use std::collections::{HashMap, HashSet, VecDeque};
use std::sync::Arc;

use serde::Serialize;
use tokio::sync::{broadcast, watch, RwLock};
use uuid::Uuid;

use super::events::{EventKind, RealtimeEvent, Topic};
use crate::core::time::{format_primitive, Clock};

#[derive(Debug, Clone, Serialize)]
pub(crate) struct ActivityEntry {
    pub(crate) event: EventKind,
    pub(crate) received_at: String,
    pub(crate) payload: serde_json::Value,
}

/// Rolling view of an attempt the monitor has seen start and not yet finish.
#[derive(Debug, Clone, Serialize)]
pub(crate) struct InFlightAttempt {
    pub(crate) attempt_id: Uuid,
    pub(crate) user_id: Option<Uuid>,
    pub(crate) test_id: Option<Uuid>,
    pub(crate) test_title: Option<String>,
    pub(crate) started_at: Option<String>,
    pub(crate) answered_questions: u64,
    pub(crate) total_questions: Option<u64>,
    pub(crate) last_activity_at: String,
    #[serde(skip)]
    last_sequence: u64,
}

#[derive(Debug, Clone, Serialize)]
pub(crate) struct ActivitySnapshot {
    pub(crate) recent: Vec<ActivityEntry>,
    pub(crate) in_flight: Vec<InFlightAttempt>,
}

/// Bound on tracked in-flight attempts and on remembered completions.
const IN_FLIGHT_CAPACITY: usize = 10_000;

#[derive(Default)]
struct FeedState {
    recent: VecDeque<ActivityEntry>,
    in_flight: HashMap<Uuid, InFlightAttempt>,
    completed: VecDeque<Uuid>,
    completed_lookup: HashSet<Uuid>,
    sequence: u64,
}

impl FeedState {
    /// Drops the least recently active entries, which covers completions lost to lag.
    fn evict_stale(&mut self, limit: usize) {
        while self.in_flight.len() > limit {
            let Some(oldest) =
                self.in_flight.values().min_by_key(|entry| entry.last_sequence).map(|e| e.attempt_id)
            else {
                break;
            };
            self.in_flight.remove(&oldest);
        }
    }

    fn remember_completed(&mut self, attempt_id: Uuid, limit: usize) {
        if !self.completed_lookup.insert(attempt_id) {
            return;
        }
        self.completed.push_back(attempt_id);
        while self.completed.len() > limit {
            if let Some(expired) = self.completed.pop_front() {
                self.completed_lookup.remove(&expired);
            }
        }
    }
}

/// Admin-side consumer of the global topic.
#[derive(Clone)]
pub(crate) struct ActivityFeed {
    capacity: usize,
    in_flight_capacity: usize,
    clock: Arc<dyn Clock>,
    state: Arc<RwLock<FeedState>>,
}

fn uuid_field(payload: &serde_json::Value, key: &str) -> Option<Uuid> {
    payload.get(key)?.as_str().and_then(|value| Uuid::parse_str(value).ok())
}

impl ActivityFeed {
    pub(crate) fn new(capacity: usize, clock: Arc<dyn Clock>) -> Self {
        Self::with_limits(capacity, IN_FLIGHT_CAPACITY, clock)
    }

    fn with_limits(capacity: usize, in_flight_capacity: usize, clock: Arc<dyn Clock>) -> Self {
        Self {
            capacity: capacity.max(1),
            in_flight_capacity: in_flight_capacity.max(1),
            clock,
            state: Arc::new(RwLock::new(FeedState::default())),
        }
    }

    pub(crate) async fn apply(&self, event: &RealtimeEvent) {
        if event.topic != Topic::Admin {
            return;
        }
        let Some(attempt_id) = uuid_field(&event.payload, "attempt_id") else {
            tracing::debug!(event = ?event.event, "Admin event without attempt id ignored");
            return;
        };

        let now = format_primitive(self.clock.now());
        let mut state = self.state.write().await;

        state.recent.push_back(ActivityEntry {
            event: event.event,
            received_at: now.clone(),
            payload: event.payload.clone(),
        });
        while state.recent.len() > self.capacity {
            state.recent.pop_front();
        }

        state.sequence += 1;
        let sequence = state.sequence;
        let payload = &event.payload;
        match event.event {
            EventKind::StudentStartedExam => {
                if state.completed_lookup.contains(&attempt_id) {
                    return;
                }
                state.in_flight.insert(
                    attempt_id,
                    InFlightAttempt {
                        attempt_id,
                        user_id: uuid_field(payload, "user_id"),
                        test_id: uuid_field(payload, "test_id"),
                        test_title: payload["test_title"].as_str().map(str::to_string),
                        started_at: payload["started_at"].as_str().map(str::to_string),
                        answered_questions: 0,
                        total_questions: payload["total_questions"].as_u64(),
                        last_activity_at: now,
                        last_sequence: sequence,
                    },
                );
                state.evict_stale(self.in_flight_capacity);
            }
            EventKind::StudentAnsweredQuestion => {
                // A late answer event must not resurrect a finished attempt.
                let Some(entry) = state.in_flight.get_mut(&attempt_id) else {
                    return;
                };
                if let Some(answered) = payload["answered_questions"].as_u64() {
                    entry.answered_questions = answered;
                }
                if let Some(total) = payload["total_questions"].as_u64() {
                    entry.total_questions = Some(total);
                }
                entry.last_activity_at = now;
                entry.last_sequence = sequence;
            }
            EventKind::StudentCompletedExam => {
                state.in_flight.remove(&attempt_id);
                state.remember_completed(attempt_id, self.in_flight_capacity);
            }
            EventKind::AttemptStarted | EventKind::AnswerSubmitted | EventKind::AttemptCompleted => {}
        }
    }

    /// Most recent entry first.
    pub(crate) async fn snapshot(&self) -> ActivitySnapshot {
        let state = self.state.read().await;
        let mut in_flight: Vec<InFlightAttempt> = state.in_flight.values().cloned().collect();
        in_flight.sort_by(|a, b| a.started_at.cmp(&b.started_at));

        ActivitySnapshot { recent: state.recent.iter().rev().cloned().collect(), in_flight }
    }

    pub(crate) async fn run(
        self,
        mut events: broadcast::Receiver<RealtimeEvent>,
        mut shutdown: watch::Receiver<bool>,
    ) {
        loop {
            tokio::select! {
                _ = shutdown.changed() => break,
                received = events.recv() => match received {
                    Ok(event) => self.apply(&event).await,
                    Err(broadcast::error::RecvError::Lagged(skipped)) => {
                        tracing::warn!(skipped, "Activity feed lagged behind realtime hub");
                    }
                    Err(broadcast::error::RecvError::Closed) => break,
                }
            }
        }
    }
}

#[cfg(test)]
mod tests {
    use super::*;
    use crate::test_support::ManualClock;
    use serde_json::json;

    fn feed(capacity: usize) -> ActivityFeed {
        ActivityFeed::new(capacity, Arc::new(ManualClock::default()))
    }

    fn admin_event(event: EventKind, attempt_id: Uuid, extra: serde_json::Value) -> RealtimeEvent {
        let mut payload = json!({ "attempt_id": attempt_id });
        if let (Some(target), Some(source)) = (payload.as_object_mut(), extra.as_object()) {
            target.extend(source.clone());
        }
        RealtimeEvent { topic: Topic::Admin, event, payload }
    }

    #[tokio::test]
    async fn recent_feed_drops_oldest_beyond_capacity() {
        let feed = feed(50);
        let mut ids = Vec::new();
        for _ in 0..60 {
            let id = Uuid::new_v4();
            ids.push(id);
            feed.apply(&admin_event(EventKind::StudentStartedExam, id, json!({}))).await;
        }

        let snapshot = feed.snapshot().await;
        assert_eq!(snapshot.recent.len(), 50);
        assert_eq!(snapshot.recent[0].payload["attempt_id"], json!(ids[59]));
        assert_eq!(snapshot.recent[49].payload["attempt_id"], json!(ids[10]));
    }

    #[tokio::test]
    async fn in_flight_tracks_progress_until_completion() {
        let feed = feed(10);
        let id = Uuid::new_v4();

        feed.apply(&admin_event(
            EventKind::StudentStartedExam,
            id,
            json!({"test_title": "Physics", "total_questions": 4}),
        ))
        .await;
        feed.apply(&admin_event(
            EventKind::StudentAnsweredQuestion,
            id,
            json!({"answered_questions": 2, "total_questions": 4}),
        ))
        .await;

        let snapshot = feed.snapshot().await;
        assert_eq!(snapshot.in_flight.len(), 1);
        assert_eq!(snapshot.in_flight[0].answered_questions, 2);
        assert_eq!(snapshot.in_flight[0].test_title.as_deref(), Some("Physics"));

        feed.apply(&admin_event(EventKind::StudentCompletedExam, id, json!({}))).await;
        let snapshot = feed.snapshot().await;
        assert!(snapshot.in_flight.is_empty());
        assert_eq!(snapshot.recent.len(), 3);
    }

    #[tokio::test]
    async fn late_answer_does_not_revive_completed_attempt() {
        let feed = feed(10);
        let id = Uuid::new_v4();

        feed.apply(&admin_event(EventKind::StudentStartedExam, id, json!({}))).await;
        feed.apply(&admin_event(EventKind::StudentCompletedExam, id, json!({}))).await;
        feed.apply(&admin_event(
            EventKind::StudentAnsweredQuestion,
            id,
            json!({"answered_questions": 1, "total_questions": 2}),
        ))
        .await;
        feed.apply(&admin_event(EventKind::StudentStartedExam, id, json!({}))).await;

        let snapshot = feed.snapshot().await;
        assert!(snapshot.in_flight.is_empty());
        assert_eq!(snapshot.recent.len(), 4);
    }

    #[tokio::test]
    async fn answer_for_unseen_attempt_is_not_tracked() {
        let feed = feed(10);

        feed.apply(&admin_event(
            EventKind::StudentAnsweredQuestion,
            Uuid::new_v4(),
            json!({"answered_questions": 1}),
        ))
        .await;

        assert!(feed.snapshot().await.in_flight.is_empty());
    }

    #[tokio::test]
    async fn in_flight_evicts_least_recently_active_beyond_limit() {
        let feed = ActivityFeed::with_limits(10, 2, Arc::new(ManualClock::default()));
        let (first, second, third) = (Uuid::new_v4(), Uuid::new_v4(), Uuid::new_v4());

        feed.apply(&admin_event(EventKind::StudentStartedExam, first, json!({}))).await;
        feed.apply(&admin_event(EventKind::StudentStartedExam, second, json!({}))).await;
        feed.apply(&admin_event(EventKind::StudentAnsweredQuestion, first, json!({}))).await;
        feed.apply(&admin_event(EventKind::StudentStartedExam, third, json!({}))).await;

        let tracked: HashSet<Uuid> =
            feed.snapshot().await.in_flight.into_iter().map(|entry| entry.attempt_id).collect();
        assert_eq!(tracked, HashSet::from([first, third]));
    }

    #[tokio::test]
    async fn attempt_scoped_events_are_ignored() {
        let feed = feed(10);
        let id = Uuid::new_v4();
        let event = RealtimeEvent {
            topic: Topic::Attempt(id),
            event: EventKind::AttemptStarted,
            payload: json!({ "attempt_id": id }),
        };

        feed.apply(&event).await;

        assert!(feed.snapshot().await.recent.is_empty());
    }
}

*What this task involves*
Scan the listing above. Gather each line that contains the word "third".

*Solved problem*
        let (first, second, third) = (Uuid::new_v4(), Uuid::new_v4(), Uuid::new_v4());
        feed.apply(&admin_event(EventKind::StudentStartedExam, third, json!({}))).await;
        assert_eq!(tracked, HashSet::from([first, third]));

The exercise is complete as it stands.